It remains to be said that the Greek translators have sometimes employed Greek words in an uncommon way. Although the translation is not incorrect, the Greek reader misses the intended sense. We have, therefore, in such cases returned to the meaning of the Syriac. The Greek translators often employed (xapic) to translate the two Syriac words grace and gift, since, indeed (xapic) can mean both. But since English is not so fortunate, we have resorted to two words.




From Homily 3; (The Syriac term shapyutha means clearness, limpidity, transparency, serenity. A clear sky is also serene. Some say that this term is equivalent to the Greek; dispassion. For Saint Isaac, the soul's primordial state is one of limpid purity, and resembles Adam's state before he tasted of the tree of the knowledge of good and evil. Worldly knowledge and passions cause a man to lose the limpidity that is both natural and proper to his soul. Later East Syrian ascetical writers used the term shapyutha in a more technical sense, referring to a stage in spiritual life.




From Homily 18; From activity that demands violence (i.e. fasting, vigil, prostrations, and the like) there is born fervor beyond measure, fired in the heart by glowing thoughts which newly rise to the surface of our mind. This work, and watchfulness, refine the intellect by their fervor and grant it vision. And this vision gives birth to glowing thoughts (those I have just mentioned) by means of the profundity of the soul's vision, which is called theoria (divine vision). But this same divine vision gives birth to fervor, and of this fervor that follows upon the grace of divine vision (Syriac; the vision that is from grace) there is born the flow of tears. At first only to a small degree: that is, repeatedly during the course of a single day tears come over a man, and then leave him again. But from this there comes weeping without cease, and from her unceasing tears the soul receives peace in her thoughts. And from peace of thoughts she is raised to limpid purity ((or clearness, see Homily 3, sub-titled; On the Senses, and on Temptations Also) of the intellect. And through this limpidity of the intellect a man comes to see the mysteries of God, because of the purity that is laid up in peace from warfare. But after these things, the intellect comes to behold that which in Ezekiel the Prophet is indicated by the apparition of the torrent, which depicts the figure of the three stages of soul that draw nigh to things divine, and beyond the third there is no passage (Vide Ezekiel 47:3-5.

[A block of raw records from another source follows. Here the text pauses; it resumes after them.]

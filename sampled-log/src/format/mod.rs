// Copyright Amazon.com, Inc. or its affiliates. All Rights Reserved.
// SPDX-License-Identifier: Apache-2.0

//! Chunk file formats, and readers for the files they produce.
//!
//! Two formats are provided. Both store the implicit columns `_step`, `_timestamp` and
//! `_runtime` first, then one column per metric in order of first appearance within the chunk,
//! with a null wherever a row lacks that metric.
//!
//! - [ParquetGzip], the default: a Parquet file with GZIP-compressed column chunks, readable by
//!   any Parquet reader.
//! - [ColumnarGzip]: a gzip-compressed JSON document, for consumers without a Parquet reader.
//!
//! [read_chunk] and [read_history] read either format back into records.

use std::{
    io,
    path::{Path, PathBuf},
};

use ahash::AHashMap;
use sampled_log_core::{ConfigError, Scalar, StampedRecord, Step};
use serde::Deserialize;

use crate::chunk::list_chunks;

mod json_gzip;
mod parquet_gzip;

pub use json_gzip::{ColumnarGzip, FORMAT_NAME, FORMAT_VERSION};
pub use parquet_gzip::{ENCODING_KEY, ParquetGzip};

/// File name suffix of [ParquetGzip] chunk files.
pub const PARQUET_EXTENSION: &str = "parquet";
/// File name suffix of [ColumnarGzip] chunk files.
pub const JSON_EXTENSION: &str = "json.gz";
/// Highest accepted gzip compression level.
pub const MAX_GZIP_LEVEL: u32 = 9;

pub(crate) const STEP_COLUMN: &str = "_step";
pub(crate) const TIMESTAMP_COLUMN: &str = "_timestamp";
pub(crate) const RUNTIME_COLUMN: &str = "_runtime";

/// The built-in chunk formats, as named in a configuration file.
#[derive(Debug, Clone, Copy, Default, PartialEq, Eq, Deserialize)]
#[serde(rename_all = "lowercase")]
pub enum ChunkFormatKind {
    /// [ParquetGzip]
    #[default]
    Parquet,
    /// [ColumnarGzip]
    Json,
}

impl ChunkFormatKind {
    /// File name suffix of the chunk files this format writes
    pub fn extension(self) -> &'static str {
        match self {
            Self::Parquet => PARQUET_EXTENSION,
            Self::Json => JSON_EXTENSION,
        }
    }
}

pub(crate) fn check_gzip_level(level: u32) -> Result<u32, ConfigError> {
    if level > MAX_GZIP_LEVEL {
        return Err(ConfigError::invalid(format!(
            "gzip level must be between 0 and {MAX_GZIP_LEVEL}, got {level}"
        )));
    }
    Ok(level)
}

pub(crate) fn invalid_data(message: impl Into<String>) -> io::Error {
    io::Error::new(io::ErrorKind::InvalidData, message.into())
}

/// One metric column of a chunk: its name and one value per row.
pub(crate) struct MetricColumn<'a> {
    pub(crate) name: &'a str,
    pub(crate) values: Vec<Option<&'a Scalar>>,
}

/// Splits `records` into metric columns, in order of first appearance.
pub(crate) fn metric_columns(records: &[StampedRecord]) -> Vec<MetricColumn<'_>> {
    let rows = records.len();
    let mut index: AHashMap<&str, usize> = AHashMap::new();
    let mut columns: Vec<MetricColumn<'_>> = vec![];
    for (row, stamped) in records.iter().enumerate() {
        for (name, value) in stamped.record.iter() {
            let column = *index.entry(name).or_insert_with(|| {
                columns.push(MetricColumn {
                    name,
                    values: vec![None; rows],
                });
                columns.len() - 1
            });
            columns[column].values[row] = Some(value);
        }
    }
    columns
}

fn has_extension(path: &Path, extension: &str) -> bool {
    path.file_name()
        .and_then(|name| name.to_str())
        .and_then(|name| name.strip_suffix(extension))
        .is_some_and(|stem| stem.ends_with('.'))
}

/// Read the records of one chunk file, in step order. The format is chosen by file extension.
pub fn read_chunk(path: impl AsRef<Path>) -> io::Result<Vec<StampedRecord>> {
    let path = path.as_ref();
    if has_extension(path, PARQUET_EXTENSION) {
        parquet_gzip::read(path)
    } else if has_extension(path, JSON_EXTENSION) {
        json_gzip::read(path)
    } else {
        Err(io::Error::new(
            io::ErrorKind::InvalidInput,
            format!("`{}` is not a known chunk file type", path.display()),
        ))
    }
}

/// Read every chunk file in `dir`, in step order, and concatenate their records.
///
/// This is how a consumer reassembles a run's full history from a downloaded artifact.
pub fn read_history(dir: impl AsRef<Path>) -> io::Result<Vec<StampedRecord>> {
    let dir = dir.as_ref();
    let mut chunks: Vec<(Step, PathBuf)> = vec![];
    for extension in [PARQUET_EXTENSION, JSON_EXTENSION] {
        chunks.extend(list_chunks(dir, extension)?);
    }
    chunks.sort_by_key(|(step, _)| *step);

    let mut records = vec![];
    for (_, path) in chunks {
        records.extend(read_chunk(&path)?);
    }
    Ok(records)
}

#[cfg(test)]
mod tests {
    use sampled_log_core::{ChunkFormat, Record};

    use super::*;

    fn stamped(step: Step, record: Record) -> StampedRecord {
        StampedRecord {
            step,
            timestamp: 1_700_000_000.0 + step as f64,
            runtime: step as f64,
            record,
        }
    }

    #[test]
    fn columns_follow_first_appearance() {
        let records = [
            stamped(0, Record::new().with("b", 1)),
            stamped(1, Record::new().with("a", 2).with("b", 3)),
        ];
        let columns = metric_columns(&records);
        let names: Vec<_> = columns.iter().map(|c| c.name).collect();
        assert_eq!(names, ["b", "a"]);
        assert_eq!(columns[1].values, [None, Some(&Scalar::Int(2))]);
    }

    #[test]
    fn history_merges_formats_in_step_order() {
        let dir = tempfile::tempdir().unwrap();
        let write = |format: &dyn ChunkFormat, records: &[StampedRecord]| {
            let name = crate::chunk::chunk_file_name(records[0].step, format.extension());
            let mut file = std::fs::File::create(dir.path().join(name)).unwrap();
            format.write_chunk(records, &mut file).unwrap();
        };
        write(&ParquetGzip::new(), &[stamped(2, Record::new().with("x", 2))]);
        write(&ColumnarGzip::new(), &[stamped(0, Record::new().with("x", 0))]);
        write(&ParquetGzip::new(), &[stamped(1, Record::new().with("x", 1))]);

        let steps: Vec<_> = read_history(dir.path())
            .unwrap()
            .iter()
            .map(|r| r.step)
            .collect();
        assert_eq!(steps, [0, 1, 2]);
    }

    #[test]
    fn unknown_files_are_rejected() {
        let err = read_chunk("history-000000000000.csv").unwrap_err();
        assert_eq!(err.kind(), io::ErrorKind::InvalidInput);
    }

    #[test]
    fn gzip_level_is_bounded() {
        assert_eq!(check_gzip_level(0).unwrap(), 0);
        assert_eq!(check_gzip_level(9).unwrap(), 9);
        assert!(check_gzip_level(10).is_err());
        assert!(ParquetGzip::new().with_level(12).is_err());
        assert!(ColumnarGzip::new().with_level(12).is_err());
    }
}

The Greek reads here; 'to behold revelations and signs, like those Ezekiel the Prophet saw depicting the three stages in which the soul draws nigh to God'). The beginning of all these things is a good purpose directed toward God, the manifold labors of stillness, and the straightforwardness (undeviousness, unpervertedness) that is born of prolonged separation from the world (This is the Syriac reading. The Greek has numerous variants here). There is no great need to speak of the diverse kinds of labors since they are familiar to all. However, as stating them will do our readers no harm, but rather may be to their profit, we must not (as it seems to us, at least) shirk the task of setting them down.

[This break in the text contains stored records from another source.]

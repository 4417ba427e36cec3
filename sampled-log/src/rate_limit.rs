// Copyright Amazon.com, Inc. or its affiliates. All Rights Reserved.
// SPDX-License-Identifier: Apache-2.0

use std::time::{Duration, Instant};

/// Throttles a warning about a condition that can repeat on every logged record, such as a failing
/// live backend.
///
/// The first occurrence is reported, then at most one per `interval` while the problem persists.
/// Each report carries the number of occurrences that were swallowed since the previous one, so
/// nothing disappears silently.
#[derive(Debug)]
pub(crate) struct RateLimit {
    interval: Duration,
    last: Option<Instant>,
    suppressed: u64,
}

impl RateLimit {
    pub(crate) fn new(interval: Duration) -> Self {
        Self {
            interval,
            last: None,
            suppressed: 0,
        }
    }

    /// Registers one occurrence at `now`.
    ///
    /// Returns `Some(suppressed)` if this occurrence should be reported, with the number of
    /// occurrences suppressed since the last report, or `None` if it should be swallowed.
    pub(crate) fn allow(&mut self, now: Instant) -> Option<u64> {
        let due = self
            .last
            .is_none_or(|last| now.saturating_duration_since(last) >= self.interval);
        if !due {
            self.suppressed += 1;
            return None;
        }
        self.last = Some(now);
        Some(std::mem::take(&mut self.suppressed))
    }
}

#[cfg(test)]
mod tests {
    use super::*;

    #[test]
    fn first_occurrence_is_reported_and_repeats_are_counted() {
        let start = Instant::now();
        let mut limit = RateLimit::new(Duration::from_secs(10));

        assert_eq!(limit.allow(start), Some(0));
        for second in 1..10 {
            assert_eq!(limit.allow(start + Duration::from_secs(second)), None);
        }
        assert_eq!(limit.allow(start + Duration::from_secs(10)), Some(9));
        assert_eq!(limit.allow(start + Duration::from_secs(11)), None);
        assert_eq!(limit.allow(start + Duration::from_secs(25)), Some(1));
    }

    #[test]
    fn quiet_periods_reset_the_count() {
        let start = Instant::now();
        let mut limit = RateLimit::new(Duration::from_secs(1));
        assert_eq!(limit.allow(start), Some(0));
        assert_eq!(limit.allow(start + Duration::from_secs(60)), Some(0));
    }

    #[test]
    fn unbounded_interval_reports_once() {
        let start = Instant::now();
        let mut limit = RateLimit::new(Duration::MAX);
        assert_eq!(limit.allow(start), Some(0));
        for second in 0..100 {
            assert_eq!(limit.allow(start + Duration::from_secs(second)), None);
        }
    }

    #[test]
    fn clock_going_backwards_is_suppressed() {
        let start = Instant::now() + Duration::from_secs(60);
        let mut limit = RateLimit::new(Duration::from_secs(10));
        assert_eq!(limit.allow(start), Some(0));
        assert_eq!(limit.allow(start - Duration::from_secs(30)), None);
    }
}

From Homily 52; a footnote;

Question: Whom does the man resemble that has been deemed worthy to taste the sweetness of faith and who afterwards turns again to unspiritual knowledge?, (a lengthy footnote in Homily 72 is referenced here, to whit; (Greek; Literally; pertaining to the soul, soulish. It is translated by the word natural in the Authorized Version (Cf. 1 Corinthians 2:14). English has no suitable equivalent for this term. The sense, as it is used here, is given by the following quotations which explain Saint Paul's usage in First Corinthians: 'The man who is psychikos is he who lives according to the flesh and whose mind is not yet illumined by the Spirit; he possesses only that innate human insight which the Creator has placed in the souls of all men' (Saint Cyril of Alexandria Commentary On First Corinthians [PG 74.865b]). 'The Apostle calls psychikos the man who is satisfied with his own thoughts alone, who does not accept the teaching of the Spirit, and is not even able to understand it' (Theodoretos of Cyrus Commentary on First Corinthians [PG 82.245a]). In this sense psychikos can be translated: carnal, unspiritual, profane, material- minded).

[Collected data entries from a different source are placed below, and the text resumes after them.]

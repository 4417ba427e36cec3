// Copyright Amazon.com, Inc. or its affiliates. All Rights Reserved.
// SPDX-License-Identifier: Apache-2.0

//! Logger settings.
//!
//! The preferred setting is the number of steps the job expects to log, from which the live rate
//! and the chunk size are derived. Either can also be set explicitly, which overrides the derived
//! value. [LoggerConfig] accepts the same settings from a configuration file, including the legacy
//! key names `wandb_log_rate` and `history_chunk_size`, plus the chunk format and write retries.
//! Out-of-range values are rejected with a [ConfigError] rather than adjusted.
//!
//! ```
//! # use sampled_log::LoggerConfig;
//! let config: LoggerConfig = serde_json::from_str(r#"{"wandb_log_rate": 0.5, "history_chunk_size": 1000}"#).unwrap();
//! let parameters = config.parameters().unwrap();
//! assert_eq!(parameters.live_rate, 0.5);
//! assert_eq!(parameters.chunk_size, 1000);
//!
//! let config: LoggerConfig = serde_json::from_str(r#"{"expected_steps": 10, "gzip_level": 12}"#).unwrap();
//! assert!(config.builder().is_err());
//! ```

use std::time::Duration;

use sampled_log_core::ConfigError;
use serde::Deserialize;

use crate::{
    SampledLogger, SampledLoggerBuilder, buffer::chunk_size_for_expected_steps, chunk::RetryConfig,
    format::{ChunkFormatKind, ColumnarGzip, ParquetGzip},
    sample::rate_for_expected_steps,
};

/// The sampling and chunking parameters a logger runs with.
#[derive(Debug, Clone, Copy, PartialEq)]
pub struct Parameters {
    /// Probability that a record is forwarded to the live backend
    pub live_rate: f64,
    /// Number of records per chunk file
    pub chunk_size: usize,
}

impl Parameters {
    /// Derive both parameters from the number of steps the job expects to log.
    ///
    /// ```
    /// # use sampled_log::Parameters;
    /// let parameters = Parameters::for_expected_steps(1_000_000);
    /// assert_eq!(parameters.live_rate, 0.1);
    /// assert_eq!(parameters.chunk_size, 100_000);
    /// ```
    pub fn for_expected_steps(expected_steps: u64) -> Self {
        Self {
            live_rate: rate_for_expected_steps(expected_steps),
            chunk_size: chunk_size_for_expected_steps(expected_steps),
        }
    }

    /// Combine the derived and the explicit settings. Explicit settings win.
    ///
    /// Fails if a parameter is neither given nor derivable, or out of range.
    pub fn resolve(
        expected_steps: Option<u64>,
        live_rate: Option<f64>,
        chunk_size: Option<usize>,
    ) -> Result<Self, ConfigError> {
        let derived = expected_steps.map(Self::for_expected_steps);
        let live_rate = live_rate
            .or(derived.map(|d| d.live_rate))
            .ok_or_else(|| ConfigError::invalid("either expected_steps or live_rate is required"))?;
        let chunk_size = chunk_size
            .or(derived.map(|d| d.chunk_size))
            .ok_or_else(|| {
                ConfigError::invalid("either expected_steps or chunk_size is required")
            })?;

        if !(live_rate.is_finite() && (0.0..=1.0).contains(&live_rate)) {
            return Err(ConfigError::invalid(format!(
                "live rate must be between 0 and 1, got {live_rate}"
            )));
        }
        if chunk_size == 0 {
            return Err(ConfigError::invalid("chunk size must be at least 1"));
        }
        Ok(Self {
            live_rate,
            chunk_size,
        })
    }
}

/// Logger settings as read from a configuration file.
#[derive(Debug, Clone, Default, PartialEq, Deserialize)]
#[serde(deny_unknown_fields)]
pub struct LoggerConfig {
    /// Approximate number of records the job will log
    #[serde(default)]
    pub expected_steps: Option<u64>,
    /// Explicit live-forward rate
    #[serde(default, alias = "wandb_log_rate")]
    pub live_rate: Option<f64>,
    /// Explicit number of records per chunk file
    #[serde(default, alias = "history_chunk_size")]
    pub chunk_size: Option<usize>,
    /// Maximum attempts per chunk write, see [RetryConfig::max_attempts]
    #[serde(default)]
    pub retry_attempts: Option<u32>,
    /// Wait before the first retry of a chunk write, in milliseconds
    #[serde(default)]
    pub retry_backoff_ms: Option<u64>,
    /// Chunk file format, `parquet` (the default) or `json`
    #[serde(default)]
    pub format: Option<ChunkFormatKind>,
    /// Gzip level of the chunk files, 0 to 9
    #[serde(default)]
    pub gzip_level: Option<u32>,
}

impl LoggerConfig {
    /// The sampling and chunking parameters. See [Parameters::resolve].
    pub fn parameters(&self) -> Result<Parameters, ConfigError> {
        Parameters::resolve(self.expected_steps, self.live_rate, self.chunk_size)
    }

    /// The chunk write retry settings, starting from [RetryConfig::default].
    ///
    /// Fails if `retry_attempts` is 0.
    pub fn retry(&self) -> Result<RetryConfig, ConfigError> {
        let mut retry = RetryConfig::default();
        if let Some(attempts) = self.retry_attempts {
            retry.max_attempts = attempts;
        }
        if let Some(backoff) = self.retry_backoff_ms {
            retry.initial_backoff = Duration::from_millis(backoff);
        }
        retry.validate()?;
        Ok(retry)
    }

    /// A logger builder with these settings applied.
    ///
    /// Fails if the retry settings or the gzip level are out of range. The sampling and chunking
    /// parameters are checked when the logger is built.
    pub fn builder(&self) -> Result<SampledLoggerBuilder, ConfigError> {
        let mut builder = SampledLogger::builder().retry(self.retry()?);
        if let Some(expected_steps) = self.expected_steps {
            builder = builder.expected_steps(expected_steps);
        }
        if let Some(live_rate) = self.live_rate {
            builder = builder.live_rate(live_rate);
        }
        if let Some(chunk_size) = self.chunk_size {
            builder = builder.chunk_size(chunk_size);
        }
        builder = match (self.format.unwrap_or_default(), self.gzip_level) {
            (ChunkFormatKind::Parquet, None) => builder.format(ParquetGzip::new()),
            (ChunkFormatKind::Parquet, Some(level)) => {
                builder.format(ParquetGzip::new().with_level(level)?)
            }
            (ChunkFormatKind::Json, None) => builder.format(ColumnarGzip::new()),
            (ChunkFormatKind::Json, Some(level)) => {
                builder.format(ColumnarGzip::new().with_level(level)?)
            }
        };
        Ok(builder)
    }
}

Answer: He resembles the man who has found a pearl of great price and exchanges it for a copper obol, who has abandoned self-sufficient freedom and turned to a state of destitution, filled with fear and slavery.
GLOSSARY OF VARIOUS MEANINGS DEFINED.




Excerpt from Translator's Introduction (pp. cviii ff);

Before discussing the terminology used in the Ascetical Homilies, we quote the perceptive words of the German translator, Gustav Bickell:




Further, we must ask special indulgence for this translation, not only because Isaac of Nineveh is one of the most difficult Syriac authors, but also because of the many psychological and mystical terms which are extremely difficult to translate into German, since German often has no equivalent term, or only one which would not be understood by most readers (Bibliothek der Kirchenvater, fasc. 204, p. 290).




Saint Isaac employed a terminology which he inherited from Syriac spiritual writers who preceded him and from Syriac translations of Greek ascetical and theological works. His terminology, therefore, is not original, but it is used, for the most part, with precision. Some of these terms are unique to Syriac, some are common to both Syriac and Greek. We have explained a number of these within the context of the text, but some will be mentioned here:




—limpid purity; Syriac; shapyutha, which means clearness, limpidity, transparency, serenity. A clear sky is also serene. Some say that this term is equivalent to the Greek dispassion. For Saint Isaac, the soul's primordial state is one of limpid purity, and resembles Adam's state before he tasted of the tree of the knowledge of good and evil. Worldly knowledge and passions cause one to lose the limpidity that is both natural and proper to the soul. Later East Syrian ascetical writers used the term shapyutha in a more technical sense, referring to a stage in spiritual life.




—temptation; the basic sense of the word is a trial; it will be sometimes translated in this way according to the context. The Latin equivalent is tentatio, an attack, also a trial: hence the English temptation.




Saint Isaac employs four Syriac terms to distinguish the soul's mental and spiritual faculties. These terms are translated into Greek by three, which is not unjustified, because one of the Greek terms is translated into Syriac by two. The terms are: intellect, understanding, mind, and thinking.




The English translation of these terms is, by necessity, arbitrary because English- speaking people are unfamiliar with the precise epistemological and psychological definitions of the ancient world. For the distinction of intellect and mind we have followed the usage in the new English translation of the Philokalia (see G.E.H. Palmer, The Philokalia, the Complete Text I (London, 1979) pp. 361, 363). We have used understanding to translate the Syriac mad'a when the latter occurs together with hauna; otherwise we have translated both by intellect. With some reluctance we have frequently employed the word thinking to translate tar'itha.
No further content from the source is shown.